• _The task_
Scan the data below. Pull out each line where "ProgramInfo" occurs.

_ _ _ _ _ _ _

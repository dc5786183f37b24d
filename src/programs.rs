//! Registry of the built-in Turing Machine programs.
//!
//! The transition tables live as data in `machines/*.tur`. They are embedded at compile
//! time and parsed once, on first access.

use crate::machine::{Execution, TuringMachine};
use crate::types::{Program, TuringMachineError};
use serde::Serialize;

/// Name of the built-in unary addition machine.
pub const UNARY_ADDITION: &str = "Unary addition";
/// Name of the built-in unary multiplication machine.
pub const UNARY_MULTIPLICATION: &str = "Unary multiplication";
/// Name of the built-in `aⁿbⁿcⁿ` recognizer.
pub const ANBNCN: &str = "a^n b^n c^n";
/// Name of the built-in palindrome recognizer.
pub const PALINDROME: &str = "Palindrome";
/// Name of the built-in `aⁿb²ⁿ` recognizer.
pub const ANB2N: &str = "a^n b^2n";

// Default embedded programs
const PROGRAM_TEXTS: [&str; 5] = [
    include_str!("../machines/unary-addition.tur"),
    include_str!("../machines/unary-multiplication.tur"),
    include_str!("../machines/anbncn.tur"),
    include_str!("../machines/palindrome.tur"),
    include_str!("../machines/anb2n.tur"),
];

lazy_static::lazy_static! {
    /// The embedded programs that parsed successfully, paired with their source text.
    pub static ref PROGRAMS: Vec<(&'static str, Program)> = PROGRAM_TEXTS
        .iter()
        .filter_map(|text| match crate::parser::parse(text) {
            Ok(program) => Some((*text, program)),
            Err(e) => {
                log::warn!("Failed to parse embedded program: {e}");
                None
            }
        })
        .collect();
}

pub struct ProgramManager;

impl ProgramManager {
    /// Get the number of available programs
    pub fn get_program_count() -> usize {
        PROGRAMS.len()
    }

    /// Get a program by its index
    pub fn get_program_by_index(index: usize) -> Result<Program, TuringMachineError> {
        PROGRAMS
            .get(index)
            .map(|(_, program)| program.clone())
            .ok_or_else(|| {
                TuringMachineError::ValidationError(format!("Program index {index} out of range"))
            })
    }

    /// Get a program by its name
    pub fn get_program_by_name(name: &str) -> Result<Program, TuringMachineError> {
        PROGRAMS
            .iter()
            .find(|(_, program)| program.name == name)
            .map(|(_, program)| program.clone())
            .ok_or_else(|| TuringMachineError::ValidationError(format!("Program '{name}' not found")))
    }

    /// List all program names
    pub fn list_program_names() -> Vec<String> {
        PROGRAMS
            .iter()
            .map(|(_, program)| program.name.clone())
            .collect()
    }

    /// Get information about a program by its index
    pub fn get_program_info(index: usize) -> Result<ProgramInfo, TuringMachineError> {
        let program = Self::get_program_by_index(index)?;

        Ok(ProgramInfo {
            index,
            name: program.name.clone(),
            initial_state: program.initial_state.clone(),
            accept_state: program.accept_state.clone(),
            reject_state: program.reject_state.clone(),
            state_count: program.states.len(),
            transition_count: program.rules.len(),
            max_steps: program.max_steps,
        })
    }

    /// Search for programs by name, case-insensitively
    pub fn search_programs(query: &str) -> Vec<usize> {
        let query = query.to_lowercase();

        PROGRAMS
            .iter()
            .enumerate()
            .filter(|(_, (_, program))| program.name.to_lowercase().contains(&query))
            .map(|(index, _)| index)
            .collect()
    }

    /// Runs the built-in program `name` on `input` until it halts.
    ///
    /// Fails only when the program is not available.
    pub fn execute(name: &str, input: &str) -> Result<Execution, TuringMachineError> {
        let program = Self::get_program_by_name(name)?;
        let execution = TuringMachine::new(program, input).execute();

        log::debug!(
            "{name} on {input:?}: {} after {} steps",
            execution.halt,
            execution.steps
        );

        Ok(execution)
    }

    /// Get the source text of a program by its index
    pub fn get_program_text_by_index(index: usize) -> Result<&'static str, TuringMachineError> {
        PROGRAMS.get(index).map(|(text, _)| *text).ok_or_else(|| {
            TuringMachineError::ValidationError(format!("Program text index {index} out of range"))
        })
    }
}

#[derive(Debug, Clone, Serialize)]
pub struct ProgramInfo {
    pub index: usize,
    pub name: String,
    pub initial_state: String,
    pub accept_state: String,
    pub reject_state: String,
    pub state_count: usize,
    pub transition_count: usize,
    pub max_steps: usize,
}

#[cfg(test)]
mod tests {
    use super::*;
    use crate::types::{Halt, Step};

    #[test]
    fn test_all_programs_are_embedded() {
        assert_eq!(ProgramManager::get_program_count(), PROGRAM_TEXTS.len());
    }

    #[test]
    fn test_program_names() {
        let names = ProgramManager::list_program_names();
        for name in [UNARY_ADDITION, UNARY_MULTIPLICATION, ANBNCN, PALINDROME, ANB2N] {
            assert!(names.contains(&name.to_string()), "missing {name}");
        }
    }

    #[test]
    fn test_programs_can_be_executed() {
        let count = ProgramManager::get_program_count();
        for i in 0..count {
            let program = ProgramManager::get_program_by_index(i).unwrap();
            let program_name = program.name.clone();
            let mut machine = TuringMachine::new(program, "1");

            // A first step either continues or halts through the table
            match machine.step() {
                Step::Continue | Step::Halt(Halt::Accept) | Step::Halt(Halt::Reject) => {}
                Step::Halt(Halt::Err(e)) => {
                    // Recognizers have no rule for '1', that is their rejection path
                    assert!(
                        matches!(e, TuringMachineError::UndefinedTransition(_, '1')),
                        "Program '{program_name}' failed on first step: {e}"
                    );
                }
            }
        }
    }

    #[test]
    fn test_program_manager_get_program_by_index() {
        assert!(ProgramManager::get_program_by_index(0).is_ok());
        assert!(ProgramManager::get_program_by_index(999).is_err());
    }

    #[test]
    fn test_program_manager_get_program_by_name() {
        let program = ProgramManager::get_program_by_name(UNARY_ADDITION).unwrap();
        assert_eq!(program.initial_state, "q0");
        assert_eq!(program.accept_state, "qf");

        let multiplication = ProgramManager::get_program_by_name(UNARY_MULTIPLICATION).unwrap();
        assert_eq!(multiplication.max_steps, 100_000);

        assert!(ProgramManager::get_program_by_name("Nonexistent").is_err());
    }

    #[test]
    fn test_program_manager_get_program_info() {
        let info = ProgramManager::get_program_info(0).unwrap();
        assert_eq!(info.index, 0);
        assert_eq!(info.name, UNARY_ADDITION);
        assert_eq!(info.state_count, 3);
        assert_eq!(info.transition_count, 5);

        assert!(ProgramManager::get_program_info(999).is_err());
    }

    #[test]
    fn test_program_manager_search_programs() {
        assert_eq!(ProgramManager::search_programs("unary").len(), 2);
        assert_eq!(ProgramManager::search_programs("PALINDROME").len(), 1);
        assert!(ProgramManager::search_programs("nonexistent").is_empty());
    }

    #[test]
    fn test_execute_unknown_program() {
        let error = ProgramManager::execute("Nonexistent", "").unwrap_err();
        assert!(matches!(error, TuringMachineError::ValidationError(_)));
    }

    #[test]
    fn test_program_text_by_index() {
        let text = ProgramManager::get_program_text_by_index(3).unwrap();
        assert!(text.contains("name: Palindrome"));
        assert!(ProgramManager::get_program_text_by_index(999).is_err());
    }
}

_ _ _ _ _ _ _

• _Written solution_
    pub fn get_program_info(index: usize) -> Result<ProgramInfo, TuringMachineError> {
        Ok(ProgramInfo {
pub struct ProgramInfo {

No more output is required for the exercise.